Şarku’l Avsat’ın Independent Arabia’dan aktardığı habere göre, Ehud Barak, başbakan seçildiğinde, İzak Rabin'in bir yıl içinde ya Filistinlilerle ya da Suriyelilerle bir atılım yapma sözü verdiğini söyledi. Rabin’in listesinde önce Suriyeliler, sonra Filistinliler geliyordu. Suriyelilerle bir anlaşmaya varılırsa Lübnan'ın ikinci plana düşeceği ve Filistinlilerin pazarlık gücünün önemli ölçüde zayıflayacağı düşünülüyordu. İsrail düşüncesine göre Tel Aviv'in Filistinlilerle bir anlaşmaya varmak için çaba göstermesi halinde Suriyelilerin bunu engellemeye çalışacakları, bu yüzden de ‘önceliği Suriye’ye karar vermeleri gerektiğiydi.

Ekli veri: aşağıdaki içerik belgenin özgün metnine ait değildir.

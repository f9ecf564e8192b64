//! Effective configuration
//!
//! The normalized desired-state snapshot for one reconcile pass. It is produced
//! upstream (version conversion and profile merging already applied) and is
//! read-only here.

use semver::Version;
use serde::{Deserialize, Serialize};
use std::collections::BTreeMap;
use std::path::Path;
use std::time::Duration;

use crate::build_manifest::RegistryOverride;
use crate::component::Component;
use crate::error::Result;
use crate::install_args::InstallArg;
use crate::overrides::Override;
use crate::values::Values;

#[derive(Debug, Clone, Default, PartialEq, Serialize, Deserialize)]
#[serde(rename_all = "camelCase")]
pub struct EffectiveConfig {
    /// Monotonic generation of the owning resource
    #[serde(skip)]
    pub generation: i64,

    /// Compute transitions without applying anything
    #[serde(default)]
    pub dry_run: bool,

    /// Target platform version; `None` keeps whatever is installed
    #[serde(default, skip_serializing_if = "Option::is_none")]
    pub version: Option<String>,

    /// Private registry relocation for generated image overrides
    #[serde(default)]
    pub registry: RegistryOverride,

    /// Per-component configuration keyed by component name
    #[serde(default)]
    pub components: BTreeMap<String, ComponentSpec>,
}

/// Desired configuration of one component
#[derive(Debug, Clone, Default, PartialEq, Serialize, Deserialize)]
#[serde(rename_all = "camelCase")]
pub struct ComponentSpec {
    #[serde(default, skip_serializing_if = "Option::is_none")]
    pub enabled: Option<bool>,

    /// Relocates the chart unless the component ignores namespace overrides
    #[serde(default, skip_serializing_if = "Option::is_none")]
    pub namespace: Option<String>,

    /// Precomputed installation-profile layers, lowest first
    #[serde(default, skip_serializing_if = "Vec::is_empty")]
    pub profile_values: Vec<Values>,

    /// Legacy flat argument list
    #[serde(default, skip_serializing_if = "Vec::is_empty")]
    pub install_args: Vec<InstallArg>,

    /// Explicit overrides, later entries win
    #[serde(default, skip_serializing_if = "Vec::is_empty")]
    pub overrides: Vec<Override>,
}

impl EffectiveConfig {
    pub fn from_yaml(yaml: &str) -> Result<Self> {
        Ok(serde_yaml::from_str(yaml)?)
    }

    pub fn from_file<P: AsRef<Path>>(path: P) -> Result<Self> {
        let content = std::fs::read_to_string(path.as_ref())?;
        Self::from_yaml(&content)
    }

    pub fn with_generation(mut self, generation: i64) -> Self {
        self.generation = generation;
        self
    }

    pub fn component(&self, name: &str) -> Option<&ComponentSpec> {
        self.components.get(name)
    }

    /// Enablement predicate: explicit setting, else the component default
    pub fn is_enabled(&self, component: &Component) -> bool {
        self.component(&component.name)
            .and_then(|spec| spec.enabled)
            .unwrap_or(component.enabled_by_default)
    }

    /// Namespace the component's chart is installed into
    pub fn namespace_for<'a>(&'a self, component: &'a Component) -> &'a str {
        if component.ignore_namespace_override {
            return &component.namespace;
        }
        self.component(&component.name)
            .and_then(|spec| spec.namespace.as_deref())
            .unwrap_or(&component.namespace)
    }

    /// Parsed target version
    pub fn target_version(&self) -> Result<Option<Version>> {
        match &self.version {
            Some(v) => Ok(Some(Version::parse(v.trim_start_matches('v'))?)),
            None => Ok(None),
        }
    }

    /// Toggle a component, mostly for tests and tooling
    pub fn set_enabled(&mut self, name: &str, enabled: bool) {
        self.components.entry(name.to_string()).or_default().enabled = Some(enabled);
    }
}

/// Process-wide reconcile settings
#[derive(Debug, Clone, PartialEq, Eq, Serialize, Deserialize)]
#[serde(rename_all = "camelCase")]
pub struct ReconcileSettings {
    /// Bound on a single apply or uninstall call (default: 5m)
    #[serde(default = "default_apply_timeout", with = "humantime_serde")]
    pub apply_timeout: Duration,

    /// Bound on a single readiness probe (default: 30s)
    #[serde(default = "default_readiness_timeout", with = "humantime_serde")]
    pub readiness_timeout: Duration,

    /// Requeue delay while components are still converging (default: 10s)
    #[serde(default = "default_requeue_interval", with = "humantime_serde")]
    pub requeue_interval: Duration,

    /// Periodic resync once everything is ready (default: 5m)
    #[serde(default = "default_resync_interval", with = "humantime_serde")]
    pub resync_interval: Duration,

    #[serde(default)]
    pub retry: RetryPolicy,
}

impl Default for ReconcileSettings {
    fn default() -> Self {
        Self {
            apply_timeout: default_apply_timeout(),
            readiness_timeout: default_readiness_timeout(),
            requeue_interval: default_requeue_interval(),
            resync_interval: default_resync_interval(),
            retry: RetryPolicy::default(),
        }
    }
}

impl ReconcileSettings {
    pub fn from_yaml(yaml: &str) -> Result<Self> {
        Ok(serde_yaml::from_str(yaml)?)
    }

    pub fn from_file<P: AsRef<Path>>(path: P) -> Result<Self> {
        let content = std::fs::read_to_string(path.as_ref())?;
        Self::from_yaml(&content)
    }
}

fn default_apply_timeout() -> Duration {
    Duration::from_secs(300)
}

fn default_readiness_timeout() -> Duration {
    Duration::from_secs(30)
}

fn default_requeue_interval() -> Duration {
    Duration::from_secs(10)
}

fn default_resync_interval() -> Duration {
    Duration::from_secs(300)
}

/// How many consecutive transient failures a component may have
#[derive(Debug, Clone, Copy, Default, PartialEq, Eq, Serialize, Deserialize)]
#[serde(rename_all = "camelCase")]
pub struct RetryPolicy {
    /// 0 means retry forever
    #[serde(default)]
    pub max_attempts: u32,
}

impl RetryPolicy {
    pub fn new(max_attempts: u32) -> Self {
        Self { max_attempts }
    }

    /// Whether `failures` consecutive failures exhaust the policy
    pub fn exhausted(&self, failures: u32) -> bool {
        self.max_attempts != 0 && failures >= self.max_attempts
    }
}

#[cfg(test)]
mod tests {
    use super::*;

    #[test]
    fn test_enablement_defaults() {
        let on = Component::new("on", "ns", "charts/on");
        let off = Component::new("off", "ns", "charts/off").disabled_by_default();

        let mut config = EffectiveConfig::default();
        assert!(config.is_enabled(&on));
        assert!(!config.is_enabled(&off));

        config.set_enabled("on", false);
        config.set_enabled("off", true);
        assert!(!config.is_enabled(&on));
        assert!(config.is_enabled(&off));
    }

    #[test]
    fn test_namespace_override() {
        let mut fixed = Component::new("fixed", "system", "charts/fixed");
        fixed.ignore_namespace_override = true;
        let movable = Component::new("movable", "system", "charts/movable");

        let config = EffectiveConfig::from_yaml(
            r#"
components:
  fixed:
    namespace: elsewhere
  movable:
    namespace: elsewhere
"#,
        )
        .unwrap();

        assert_eq!(config.namespace_for(&fixed), "system");
        assert_eq!(config.namespace_for(&movable), "elsewhere");
    }

    #[test]
    fn test_target_version() {
        let mut config = EffectiveConfig::default();
        assert!(config.target_version().unwrap().is_none());

        config.version = Some("v1.5.2".to_string());
        assert_eq!(config.target_version().unwrap(), Some(Version::new(1, 5, 2)));

        config.version = Some("latest".to_string());
        assert!(config.target_version().is_err());
    }

    #[test]
    fn test_parse_full_document() {
        let config = EffectiveConfig::from_yaml(
            r#"
dryRun: true
version: 1.2.0
registry:
  registry: mirror.local
components:
  ingress:
    enabled: true
    profileValues:
      - controller:
          replicaCount: 2
    installArgs:
      - name: controller.service.type
        value: NodePort
    overrides:
      - values:
          controller:
            replicaCount: 3
      - configMapRef:
          name: ingress-overrides
          key: values.yaml
"#,
        )
        .unwrap();

        assert!(config.dry_run);
        assert_eq!(config.generation, 0);
        assert_eq!(config.registry.registry.as_deref(), Some("mirror.local"));
        let ingress = config.component("ingress").unwrap();
        assert_eq!(ingress.profile_values.len(), 1);
        assert_eq!(ingress.install_args.len(), 1);
        assert_eq!(ingress.overrides.len(), 2);
    }

    #[test]
    fn test_reconcile_settings_durations() {
        let settings = ReconcileSettings::from_yaml(
            r#"
applyTimeout: 2m
readinessTimeout: 15s
retry:
  maxAttempts: 3
"#,
        )
        .unwrap();

        assert_eq!(settings.apply_timeout, Duration::from_secs(120));
        assert_eq!(settings.readiness_timeout, Duration::from_secs(15));
        assert_eq!(settings.requeue_interval, Duration::from_secs(10));
        assert_eq!(settings.retry.max_attempts, 3);
    }

    #[test]
    fn test_retry_policy() {
        assert!(!RetryPolicy::default().exhausted(1000));
        let policy = RetryPolicy::new(3);
        assert!(!policy.exhausted(2));
        assert!(policy.exhausted(3));
    }
}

Tüm bunlar ışığında Rabin ile birlikte ‘Emanet’ olarak adlandırılan bir formül geliştiren Barak, “Biz belirli tavizler için şartlı taleplerimizi Amerikalılara emanet ediyoruz. Amerikalılar Suriye Devlet Başkanı Beşşar Esed'e, anlaşmada İsrail'in güvenlik ve siyasi ihtiyaçlarına cevap vermeleri halinde Tel Aviv’i Esed'in Golan Tepeleri meselesi de dahil olmak üzere hayati gereksinimlerine yanıt vermeye ikna edebileceklerine inandıklarını söyleyebilirler. Bu imkan ABD Başkanı'nın cebinde, fakat İsrail'in ihtiyaçlarının karşılanacağını garanti etmeden hiçbir vaatte bulunamaz. Önceden fikir birliği oluşmadan gözlerden uzakta özellikle Esed gibi bir düşman liderine doğrudan gitmek zordur” şeklinde konuştu

Suriyelilerle görüşme turları

Barak'a göre Rabin'in Suriye adımı başarısızlıkla sonuçlandı. Bu sonucu, istihbarat bilgilerinde gördüklerini belirten Barak, “Dönemin ABD Dışişleri Bakanı Warren Christopher ve ABD'nin eski Özel Ortadoğu Koordinatörü Denis Ross, Rabin adına Emanet formülünde yer alandan çok daha fazla sözler verdiler. Rabin Esed'e sunulanları duyunca sinirlendi ve telefonda Christopher'a sesini yükseltti” dedi. Ancak yine de Suriyelilerle görüşme girişimlerinin durmadığını belirten Barak, “Kendimi, Suriyelilerle yapılan görüşmelerin başında buldum. Dönemin İsrail'in Washington büyükelçisi Itamar Rabinovich ve Rabin'in askeri danışmanı Danny Yatom ile Esed'in yakın çalışma arkadaşı olan Suriye Genel Kurmay Başkanı Hikmet Şihabi ile görüşmek için Washington'a gittim. Bundan birkaç hafta önce Washington'da, dönemin Suriye'nin Washington Büyükelçisi Velid Muallim ile tanıştım. Nispeten ılımlı ve zeki bir adamdı. Rabin'in eski Büro Başkanı Eitan Haber ve Ariel Sharon arası biriydi” şeklinde konuştu. Suriye Genel Kurmay Başkanı ile tekrar bir araya geldiğini ifade eden Barak, “Oslo anlaşmasından ve Ürdün'le yapılan anlaşmadan sonra yıllarca Suriyelilerle bir atılım elde etmek için müzakerelerde ve girişimlerde bulunduk. Esed ile bir anlaşmaya varmaya çalıştık. Lübnan'dan ayrılmamızı engelleyen de buydu. Binyamin Netanyahu göreve geldiğinde dahi Ronald Lauder aracılığıyla Esed’le bir anlaşma yapılamaya çalışıldı. Lauder, Netanyahu’nun Esed’e oldukça cömert tekliflerini iletti” şeklinde konuştu. Barak, “Genel Kurmay Başkanlığım sırasında Lübnan'dan ayrılmadık. Çünkü Rabin bunu Suriyelilerle gerçekleştirilen müzakereler yoluyla yapmak istedi” dedi.

Ehud Barak röportajda son olarak “Liderlerle bir anlaşmaya varılsaydı, Lübnan meselesine çözüm bulmak mümkündü. Ancak bir anlaşma olmasaydı da Temmuz 2000'e kadar Lübnan'dan ayrılmak konusunda kararlıydım” ifadelerini kullandı.

 

*İçerik orijinal haline bağlı kalınarak çevrilmiştir. Independent Türkçe’nin editöryal politikasını yansıtmayabilir.